いつか、きみに、ホットケーキ
6. メール

会社に戻ると、菅生さんからメールが来ていた。

『湖山さんへ
今日、最終日ですね。お疲れ様でした。
土曜日は、時間を頂いてありがとうございました。
一枚一枚の作品の事など等、お話したいことが山ほどあったのにと
今更思っています。
いずれまた、機会があったらそんなお話も伺えたらと思います。
ところで、個展が終わったらパネルはどうするのでしょう?
もしも湖山さんがお嫌でなければ是非一枚お譲りいただけませんか?
どの一枚でも結構です。
                                       菅生』


『菅生さん
メール、ありがとうございました。
今日で終わりです。

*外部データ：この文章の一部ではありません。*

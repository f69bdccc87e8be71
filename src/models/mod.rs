//! Data models for the order pipeline
//!
//! This module contains the order domain model, payload validation and the
//! validation error types.

pub mod error;
pub mod order;
pub mod validation;

// Re-export commonly used types
pub use error::{ValidationError, ValidationErrorKind, ValidationResult};
pub use order::{round_money, LineItem, Order, OrderStatus, StoredOrder};
pub use validation::{is_valid_order_id, validate, REQUIRED_FIELDS};
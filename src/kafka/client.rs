//! Event log client seam
//!
//! [`LogConsumer`] and [`LogProducer`] are the only surfaces the pipeline
//! loops see. The rdkafka-backed implementations live here; in-memory ones
//! live in [`crate::test_utils`].

use anyhow::Context as _;
use async_trait::async_trait;
use futures::future::BoxFuture;
use rdkafka::client::ClientContext;
use rdkafka::config::RDKafkaLogLevel;
use rdkafka::consumer::{CommitMode, Consumer, ConsumerContext, StreamConsumer};
use rdkafka::error::{KafkaError, RDKafkaErrorCode};
use rdkafka::message::Message;
use rdkafka::producer::{FutureProducer, FutureRecord, Producer};
use rdkafka::topic_partition_list::TopicPartitionList;
use rdkafka::Offset;
use std::sync::{Mutex, PoisonError};
use std::time::Duration;
use thiserror::Error;
use tracing::{debug, error, info, warn};

use super::KafkaConfig;
use crate::error::{Error, Result};

/// A message read from the log
#[derive(Debug, Clone, PartialEq, Eq)]
pub struct LogRecord {
    pub topic: String,
    pub partition: i32,
    pub offset: i64,
    pub key: Option<Vec<u8>>,
    pub payload: Option<Vec<u8>>,
    /// Broker timestamp in milliseconds, when known
    pub timestamp: Option<i64>,
}

/// Broker error categories the loops act on
#[derive(Debug, Clone, Copy, PartialEq, Eq)]
pub enum LogErrorKind {
    AllBrokersDown,
    Authentication,
    TopicAuthorization,
    QueueFull,
    PartitionEof,
    TimedOut,
    Other,
}

impl LogErrorKind {
    /// Errors after which the consumer cannot make progress
    pub fn is_fatal(&self) -> bool {
        matches!(
            self,
            LogErrorKind::AllBrokersDown
                | LogErrorKind::Authentication
                | LogErrorKind::TopicAuthorization
        )
    }
}

/// Error reported by the event log client
#[derive(Error, Debug, Clone, PartialEq)]
#[error("{message}")]
pub struct LogError {
    pub kind: LogErrorKind,
    pub message: String,
}

impl LogError {
    pub fn new(kind: LogErrorKind, message: impl Into<String>) -> Self {
        Self {
            kind,
            message: message.into(),
        }
    }

    pub fn is_fatal(&self) -> bool {
        self.kind.is_fatal()
    }
}

impl From<&KafkaError> for LogError {
    fn from(err: &KafkaError) -> Self {
        let kind = match err {
            KafkaError::PartitionEOF(_) => LogErrorKind::PartitionEof,
            _ => match err.rdkafka_error_code() {
                Some(RDKafkaErrorCode::AllBrokersDown) => LogErrorKind::AllBrokersDown,
                Some(RDKafkaErrorCode::Authentication)
                | Some(RDKafkaErrorCode::SaslAuthenticationFailed) => LogErrorKind::Authentication,
                Some(RDKafkaErrorCode::TopicAuthorizationFailed) => {
                    LogErrorKind::TopicAuthorization
                },
                Some(RDKafkaErrorCode::QueueFull) => LogErrorKind::QueueFull,
                Some(RDKafkaErrorCode::MessageTimedOut)
                | Some(RDKafkaErrorCode::OperationTimedOut) => LogErrorKind::TimedOut,
                _ => LogErrorKind::Other,
            },
        };

        LogError::new(kind, err.to_string())
    }
}

impl From<KafkaError> for LogError {
    fn from(err: KafkaError) -> Self {
        LogError::from(&err)
    }
}

impl From<LogError> for Error {
    fn from(err: LogError) -> Self {
        Error::kafka(err.message)
    }
}

/// Result of one poll
#[derive(Debug, Clone, PartialEq)]
pub enum PollResult {
    Message(LogRecord),
    /// Nothing arrived within the timeout
    Timeout,
    /// Informational: the consumer reached the end of a partition
    EndOfPartition { partition: i32 },
    Error(LogError),
}

/// Pull side of the event log
#[async_trait]
pub trait LogConsumer: Send + Sync {
    /// Wait up to `timeout` for the next message or event
    async fn poll(&self, timeout: Duration) -> PollResult;

    /// Synchronously commit `next_offset` (the offset of the next message to
    /// read) for `partition`
    fn commit(&self, topic: &str, partition: i32, next_offset: i64)
        -> std::result::Result<(), LogError>;

    /// Final commit of consumer state and leave the group
    fn close(&self) -> std::result::Result<(), LogError>;
}

/// Broker acknowledgement for one message
#[derive(Debug, Clone, Copy, PartialEq, Eq)]
pub struct Delivered {
    pub partition: i32,
    pub offset: i64,
    pub timestamp: Option<i64>,
}

/// Delivery confirmation correlated with the order it belongs to
#[derive(Debug, Clone, PartialEq, Eq)]
pub struct DeliveryReceipt {
    pub order_id: String,
    pub partition: i32,
    pub offset: i64,
    pub timestamp: Option<i64>,
}

/// Future resolving once the broker acknowledged or rejected a message
pub type PendingDelivery = BoxFuture<'static, std::result::Result<Delivered, LogError>>;

/// Synchronous failure to hand a message to the client
#[derive(Error, Debug)]
pub enum PublishError {
    /// The client's local queue is saturated
    #[error("Producer queue is full")]
    BufferFull,

    #[error("Failed to serialize order: {0}")]
    Serialization(#[from] serde_json::Error),

    #[error("Kafka error: {0}")]
    Kafka(LogError),
}

/// Push side of the event log
#[async_trait]
pub trait LogProducer: Send + Sync {
    /// Buffer a message; returns before the broker acknowledges it
    fn send(
        &self,
        topic: &str,
        key: &[u8],
        payload: &[u8],
    ) -> std::result::Result<PendingDelivery, PublishError>;

    /// Wait until every buffered message is acknowledged or `timeout` elapses
    async fn flush(&self, timeout: Duration) -> std::result::Result<(), LogError>;

    /// Messages buffered but not yet acknowledged
    fn in_flight(&self) -> usize;
}

/// Client context that keeps the first fatal error for the consumer loop
#[derive(Default)]
pub struct PipelineContext {
    fatal: Mutex<Option<LogError>>,
}

impl PipelineContext {
    fn take_fatal(&self) -> Option<LogError> {
        self.fatal
            .lock()
            .unwrap_or_else(PoisonError::into_inner)
            .take()
    }
}

impl ClientContext for PipelineContext {
    fn error(&self, error: KafkaError, reason: &str) {
        let log_error = LogError::from(&error);
        if log_error.is_fatal() {
            error!(error = %error, reason, "Fatal Kafka client error");
            self.fatal
                .lock()
                .unwrap_or_else(PoisonError::into_inner)
                .get_or_insert(log_error);
        } else {
            warn!(error = %error, reason, "Kafka client error");
        }
    }
}

impl ConsumerContext for PipelineContext {}

/// rdkafka-backed [`LogConsumer`] with manual offset management
pub struct KafkaLogConsumer {
    consumer: StreamConsumer<PipelineContext>,
    topic: String,
}

impl KafkaLogConsumer {
    /// Create a consumer and subscribe it to the orders topic
    pub fn new(config: &KafkaConfig) -> Result<Self> {
        let consumer: StreamConsumer<PipelineContext> = config
            .build_consumer_config()
            .set_log_level(RDKafkaLogLevel::Warning)
            .create_with_context(PipelineContext::default())
            .map_err(|e| Error::kafka(format!("Failed to create Kafka consumer: {}", e)))?;

        consumer
            .subscribe(&[&config.orders_topic])
            .map_err(|e| Error::kafka(format!("Failed to subscribe to topic: {}", e)))?;

        info!(
            topic = %config.orders_topic,
            group_id = %config.consumer_group,
            "Kafka consumer subscribed"
        );

        Ok(Self {
            consumer,
            topic: config.orders_topic.clone(),
        })
    }

    pub fn topic(&self) -> &str {
        &self.topic
    }
}

#[async_trait]
impl LogConsumer for KafkaLogConsumer {
    async fn poll(&self, timeout: Duration) -> PollResult {
        if let Some(fatal) = self.consumer.context().take_fatal() {
            return PollResult::Error(fatal);
        }

        match tokio::time::timeout(timeout, self.consumer.recv()).await {
            Err(_) => PollResult::Timeout,
            Ok(Ok(message)) => PollResult::Message(LogRecord {
                topic: message.topic().to_string(),
                partition: message.partition(),
                offset: message.offset(),
                key: message.key().map(|k| k.to_vec()),
                payload: message.payload().map(|p| p.to_vec()),
                timestamp: message.timestamp().to_millis(),
            }),
            Ok(Err(KafkaError::PartitionEOF(partition))) => {
                PollResult::EndOfPartition { partition }
            },
            Ok(Err(e)) => PollResult::Error(LogError::from(e)),
        }
    }

    fn commit(
        &self,
        topic: &str,
        partition: i32,
        next_offset: i64,
    ) -> std::result::Result<(), LogError> {
        let mut offsets = TopicPartitionList::new();
        offsets
            .add_partition_offset(topic, partition, Offset::Offset(next_offset))
            .map_err(LogError::from)?;

        self.consumer
            .commit(&offsets, CommitMode::Sync)
            .map_err(LogError::from)
    }

    fn close(&self) -> std::result::Result<(), LogError> {
        // Offsets are committed per message, so there is usually nothing left
        if let Err(e) = self.consumer.commit_consumer_state(CommitMode::Sync) {
            debug!(error = %e, "No consumer state to commit on close");
        }
        self.consumer.unsubscribe();
        info!(topic = %self.topic, "Kafka consumer closed");
        Ok(())
    }
}

/// Partition layout of a topic
#[derive(Debug, Clone, PartialEq, Eq)]
pub struct TopicMetadata {
    pub topic: String,
    pub partitions: Vec<PartitionInfo>,
}

#[derive(Debug, Clone, Copy, PartialEq, Eq)]
pub struct PartitionInfo {
    pub id: i32,
    pub leader: i32,
}

/// rdkafka-backed [`LogProducer`]
#[derive(Clone)]
pub struct KafkaLogProducer {
    producer: FutureProducer,
}

impl KafkaLogProducer {
    /// Create a new producer
    pub fn new(config: &KafkaConfig) -> Result<Self> {
        let producer: FutureProducer = config
            .build_producer_config()
            .set_log_level(RDKafkaLogLevel::Warning)
            .create()
            .map_err(|e| Error::kafka(format!("Failed to create Kafka producer: {}", e)))?;

        Ok(Self { producer })
    }

    /// Fetch partition metadata for `topic`
    ///
    /// Doubles as the startup reachability check for the brokers.
    pub async fn topic_metadata(&self, topic: &str, timeout: Duration) -> Result<TopicMetadata> {
        let producer = self.producer.clone();
        let topic = topic.to_string();

        tokio::task::spawn_blocking(move || {
            let metadata = producer
                .client()
                .fetch_metadata(Some(topic.as_str()), timeout)
                .map_err(|e| Error::kafka(format!("Failed to fetch metadata: {}", e)))?;

            let topic_metadata = metadata
                .topics()
                .iter()
                .find(|t| t.name() == topic)
                .ok_or_else(|| Error::kafka(format!("Topic '{}' not in metadata", topic)))?;

            if let Some(err) = topic_metadata.error() {
                return Err(Error::kafka(format!(
                    "Topic '{}' metadata error: {:?}",
                    topic, err
                )));
            }

            Ok(TopicMetadata {
                topic: topic.clone(),
                partitions: topic_metadata
                    .partitions()
                    .iter()
                    .map(|p| PartitionInfo {
                        id: p.id(),
                        leader: p.leader(),
                    })
                    .collect(),
            })
        })
        .await
        .context("Metadata task failed")?
    }
}

#[async_trait]
impl LogProducer for KafkaLogProducer {
    fn send(
        &self,
        topic: &str,
        key: &[u8],
        payload: &[u8],
    ) -> std::result::Result<PendingDelivery, PublishError> {
        let record = FutureRecord::to(topic).key(key).payload(payload);

        match self.producer.send_result(record) {
            Ok(delivery) => Ok(Box::pin(async move {
                match delivery.await {
                    Ok(Ok(delivered)) => Ok(Delivered {
                        partition: delivered.partition,
                        offset: delivered.offset,
                        timestamp: delivered.timestamp.to_millis(),
                    }),
                    Ok(Err((e, _message))) => Err(LogError::from(e)),
                    Err(_canceled) => Err(LogError::new(
                        LogErrorKind::Other,
                        "Producer dropped before delivery was reported",
                    )),
                }
            })),
            Err((e, _record)) => match e.rdkafka_error_code() {
                Some(RDKafkaErrorCode::QueueFull) => Err(PublishError::BufferFull),
                _ => Err(PublishError::Kafka(LogError::from(e))),
            },
        }
    }

    async fn flush(&self, timeout: Duration) -> std::result::Result<(), LogError> {
        let producer = self.producer.clone();

        tokio::task::spawn_blocking(move || producer.flush(timeout))
            .await
            .map_err(|e| LogError::new(LogErrorKind::Other, format!("Flush task failed: {}", e)))?
            .map_err(LogError::from)
    }

    fn in_flight(&self) -> usize {
        self.producer.in_flight_count().max(0) as usize
    }
}

#[cfg(test)]
mod tests {
    use super::*;

    #[test]
    fn test_fatal_kinds() {
        assert!(LogErrorKind::AllBrokersDown.is_fatal());
        assert!(LogErrorKind::Authentication.is_fatal());
        assert!(LogErrorKind::TopicAuthorization.is_fatal());
        assert!(!LogErrorKind::PartitionEof.is_fatal());
        assert!(!LogErrorKind::QueueFull.is_fatal());
        assert!(!LogErrorKind::Other.is_fatal());
    }

    #[test]
    fn test_kafka_error_classification() {
        let down = KafkaError::MessageConsumption(RDKafkaErrorCode::AllBrokersDown);
        assert_eq!(LogError::from(&down).kind, LogErrorKind::AllBrokersDown);

        let auth = KafkaError::MessageConsumption(RDKafkaErrorCode::TopicAuthorizationFailed);
        assert!(LogError::from(auth).is_fatal());

        let full = KafkaError::MessageProduction(RDKafkaErrorCode::QueueFull);
        assert_eq!(LogError::from(full).kind, LogErrorKind::QueueFull);

        let eof = KafkaError::PartitionEOF(3);
        assert_eq!(LogError::from(eof).kind, LogErrorKind::PartitionEof);
    }

    #[test]
    fn test_context_keeps_first_fatal_error() {
        let context = PipelineContext::default();
        context.error(
            KafkaError::Global(RDKafkaErrorCode::BrokerTransportFailure),
            "transport",
        );
        assert!(context.take_fatal().is_none());

        context.error(KafkaError::Global(RDKafkaErrorCode::AllBrokersDown), "down");
        context.error(KafkaError::Global(RDKafkaErrorCode::Authentication), "auth");

        let fatal = context.take_fatal().unwrap();
        assert_eq!(fatal.kind, LogErrorKind::AllBrokersDown);
        assert!(context.take_fatal().is_none());
    }

    #[test]
    fn test_producer_creation_is_lazy() {
        let result = KafkaLogProducer::new(&KafkaConfig::default());
        assert!(result.is_ok());
    }
}
//! Kafka side of the order pipeline
//!
//! This module provides:
//! - The event log client seam ([`LogConsumer`], [`LogProducer`]) and its
//!   rdkafka implementations
//! - The order publisher and the rate-limited production loop
//! - The order consumer with commit-after-process offset management
//! - Per-message processing (decode, validate, write)

pub mod client;
mod config;
pub mod consumer;
pub mod processor;
pub mod producer;
pub mod producer_loop;

pub use client::{
    Delivered, DeliveryReceipt, KafkaLogConsumer, KafkaLogProducer, LogConsumer, LogError,
    LogErrorKind, LogProducer, LogRecord, PartitionInfo, PollResult, PublishError, TopicMetadata,
};
pub use config::KafkaConfig;
pub use consumer::{ConsumerSettings, ConsumerState, ConsumerStats, Iteration, OrderConsumer};
pub use processor::{MessageProcessor, ProcessingOutcome, RejectReason};
pub use producer::{OrderPublisher, PublisherStats};
pub use producer_loop::{OrderSource, ProducerLoop, ProducerLoopSettings, ProducerStats};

寂しいような、ホッとするような気持ちです。
パネルの件、そう言ってくださって嬉しいです。
何枚でも作れるものなのでどれでも差し上げます。
是非貰ってください。菅生さんさえ良ければ全部!!
今日の夜と明日、個展の後始末です。
菅生さんの心に少しでも残ったものがあれば
別にしておきますので是非教えてください。
                                    湖山』


『湖山さんへ
全部、魅力的なのですけれど、私の狭い部屋には
置ききれなくて私の寝る場所がなくなってしまいそうです。
お言葉に甘えて一番印象に残っている2枚をお願いします。

一枚は線路とホームの写真を。
それからもう一枚は海辺の写真がありましたね。
ギャラリーの一等広い壁の中ほどに飾ってあったもので、
小さい方のパネルです。よろしくお願いします。
パネルはもし湖山さんがご不便でなければ次に弊社にいらっしゃる時に
お持ちいただけたらありがたいのですが、如何でしょうか?
お昼を食べながら、とか。
                                    菅生』


『菅生さん
ランチデート!!ありがとう!とても嬉しいです。
来月の撮影日が決まったらご連絡します。
梅林のパネルは結構大きいと思うんだけど、大丈夫ですか?
良かったら送りますので遠慮なく言って下さい。

                               湖山』


『湖山さんへ
言葉の綾で仰っていることと思いますが、
デートではありません。どうぞ誤解のありませんように。
でも、湖山さんとランチできることはとても楽しみにしています。
パネルの方は弟に車を出してもらおうと思っているので大丈夫です。
お気遣い、ありがとうございます。